Collected data:

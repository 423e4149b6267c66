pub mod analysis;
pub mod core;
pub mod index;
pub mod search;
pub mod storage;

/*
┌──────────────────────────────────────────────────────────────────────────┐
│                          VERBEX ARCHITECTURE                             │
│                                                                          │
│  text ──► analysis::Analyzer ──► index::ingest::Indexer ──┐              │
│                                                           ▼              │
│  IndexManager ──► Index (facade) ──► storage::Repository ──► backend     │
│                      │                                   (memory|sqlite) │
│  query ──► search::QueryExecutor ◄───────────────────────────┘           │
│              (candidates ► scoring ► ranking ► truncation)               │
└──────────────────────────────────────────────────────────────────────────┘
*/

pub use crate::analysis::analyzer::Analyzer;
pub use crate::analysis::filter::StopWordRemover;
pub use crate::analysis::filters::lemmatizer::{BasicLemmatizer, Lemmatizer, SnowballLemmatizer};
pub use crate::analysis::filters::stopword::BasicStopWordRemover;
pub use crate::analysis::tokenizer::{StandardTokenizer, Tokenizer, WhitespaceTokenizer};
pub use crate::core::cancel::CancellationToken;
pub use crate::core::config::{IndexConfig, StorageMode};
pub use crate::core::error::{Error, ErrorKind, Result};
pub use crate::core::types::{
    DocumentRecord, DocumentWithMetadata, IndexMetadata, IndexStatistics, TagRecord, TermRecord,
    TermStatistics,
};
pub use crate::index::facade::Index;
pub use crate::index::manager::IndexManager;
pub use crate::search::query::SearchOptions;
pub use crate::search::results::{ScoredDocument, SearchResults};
==
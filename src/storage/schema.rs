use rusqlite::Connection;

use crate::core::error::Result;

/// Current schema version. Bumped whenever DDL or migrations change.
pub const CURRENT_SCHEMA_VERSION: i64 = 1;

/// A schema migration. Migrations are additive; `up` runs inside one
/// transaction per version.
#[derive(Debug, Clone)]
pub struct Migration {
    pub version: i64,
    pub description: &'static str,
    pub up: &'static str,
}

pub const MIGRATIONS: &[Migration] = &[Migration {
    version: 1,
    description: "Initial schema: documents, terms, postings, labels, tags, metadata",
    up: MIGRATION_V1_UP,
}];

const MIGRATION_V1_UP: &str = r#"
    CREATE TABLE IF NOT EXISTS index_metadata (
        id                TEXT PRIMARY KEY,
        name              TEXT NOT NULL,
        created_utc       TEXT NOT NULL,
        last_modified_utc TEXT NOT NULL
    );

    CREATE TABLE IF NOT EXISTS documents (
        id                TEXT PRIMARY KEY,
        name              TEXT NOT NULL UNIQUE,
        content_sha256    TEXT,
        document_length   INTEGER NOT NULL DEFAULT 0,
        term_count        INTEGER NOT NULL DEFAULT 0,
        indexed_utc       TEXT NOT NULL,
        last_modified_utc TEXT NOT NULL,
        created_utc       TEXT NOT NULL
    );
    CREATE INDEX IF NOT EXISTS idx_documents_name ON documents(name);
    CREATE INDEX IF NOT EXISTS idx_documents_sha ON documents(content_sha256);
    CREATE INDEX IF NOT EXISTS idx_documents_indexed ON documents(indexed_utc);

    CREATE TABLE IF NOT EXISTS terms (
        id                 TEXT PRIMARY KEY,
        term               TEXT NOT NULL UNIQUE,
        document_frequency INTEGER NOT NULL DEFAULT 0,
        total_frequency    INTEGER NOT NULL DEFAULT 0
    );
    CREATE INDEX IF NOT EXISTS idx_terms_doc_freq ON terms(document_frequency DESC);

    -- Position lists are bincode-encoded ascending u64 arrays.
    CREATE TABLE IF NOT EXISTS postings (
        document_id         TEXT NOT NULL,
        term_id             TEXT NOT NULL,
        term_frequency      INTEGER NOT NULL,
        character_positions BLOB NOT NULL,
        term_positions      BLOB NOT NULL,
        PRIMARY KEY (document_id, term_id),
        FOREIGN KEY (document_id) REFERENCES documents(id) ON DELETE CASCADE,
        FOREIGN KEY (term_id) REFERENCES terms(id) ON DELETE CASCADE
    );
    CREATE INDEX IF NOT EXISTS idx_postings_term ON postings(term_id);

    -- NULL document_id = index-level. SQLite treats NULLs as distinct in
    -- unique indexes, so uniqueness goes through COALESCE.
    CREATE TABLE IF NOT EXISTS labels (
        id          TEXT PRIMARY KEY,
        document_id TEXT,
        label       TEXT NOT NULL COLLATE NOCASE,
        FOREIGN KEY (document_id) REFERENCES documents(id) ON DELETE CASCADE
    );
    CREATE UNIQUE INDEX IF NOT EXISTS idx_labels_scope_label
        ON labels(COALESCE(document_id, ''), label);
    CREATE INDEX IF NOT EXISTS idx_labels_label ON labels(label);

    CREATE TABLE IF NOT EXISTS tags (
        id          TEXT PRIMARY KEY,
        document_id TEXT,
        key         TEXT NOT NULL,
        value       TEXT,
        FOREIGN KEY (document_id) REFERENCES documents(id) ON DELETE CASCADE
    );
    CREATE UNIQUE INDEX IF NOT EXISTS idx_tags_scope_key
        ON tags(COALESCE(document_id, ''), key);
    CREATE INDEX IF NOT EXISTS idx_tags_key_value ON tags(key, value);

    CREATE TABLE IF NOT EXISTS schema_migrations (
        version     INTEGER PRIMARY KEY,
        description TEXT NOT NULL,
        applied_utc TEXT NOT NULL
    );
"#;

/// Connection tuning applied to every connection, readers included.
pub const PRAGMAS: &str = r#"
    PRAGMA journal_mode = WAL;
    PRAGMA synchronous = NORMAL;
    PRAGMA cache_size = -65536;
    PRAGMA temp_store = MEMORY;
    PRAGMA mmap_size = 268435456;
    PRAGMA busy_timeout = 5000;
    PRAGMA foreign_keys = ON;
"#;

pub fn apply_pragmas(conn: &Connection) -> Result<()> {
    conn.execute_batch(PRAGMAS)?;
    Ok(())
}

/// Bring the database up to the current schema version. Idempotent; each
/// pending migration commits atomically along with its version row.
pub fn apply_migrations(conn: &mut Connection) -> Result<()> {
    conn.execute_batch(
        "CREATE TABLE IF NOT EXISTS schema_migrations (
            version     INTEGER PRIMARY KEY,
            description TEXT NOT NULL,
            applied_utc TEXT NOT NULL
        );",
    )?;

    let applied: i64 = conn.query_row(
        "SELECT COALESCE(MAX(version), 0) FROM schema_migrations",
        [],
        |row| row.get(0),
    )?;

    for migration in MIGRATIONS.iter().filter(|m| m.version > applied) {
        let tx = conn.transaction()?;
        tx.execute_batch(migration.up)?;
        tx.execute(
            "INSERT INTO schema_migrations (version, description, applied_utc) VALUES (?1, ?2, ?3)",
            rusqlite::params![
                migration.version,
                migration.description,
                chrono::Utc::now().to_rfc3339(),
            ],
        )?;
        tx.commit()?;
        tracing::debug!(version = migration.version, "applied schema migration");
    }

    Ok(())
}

### TASK DESCRIPTION:
All that belongs in the answer is the run of lines above from the line containing "repository 423e4149b6267c66" through the line containing "IndexManager ──► Index", exactly as written.

### ANSWER TO THE PROBLEM:
repository 423e4149b6267c66
pub mod analysis;
pub mod core;
pub mod index;
pub mod search;
pub mod storage;

/*
┌──────────────────────────────────────────────────────────────────────────┐
│                          VERBEX ARCHITECTURE                             │
│                                                                          │
│  text ──► analysis::Analyzer ──► index::ingest::Indexer ──┐              │
│                                                           ▼              │
│  IndexManager ──► Index (facade) ──► storage::Repository ──► backend     │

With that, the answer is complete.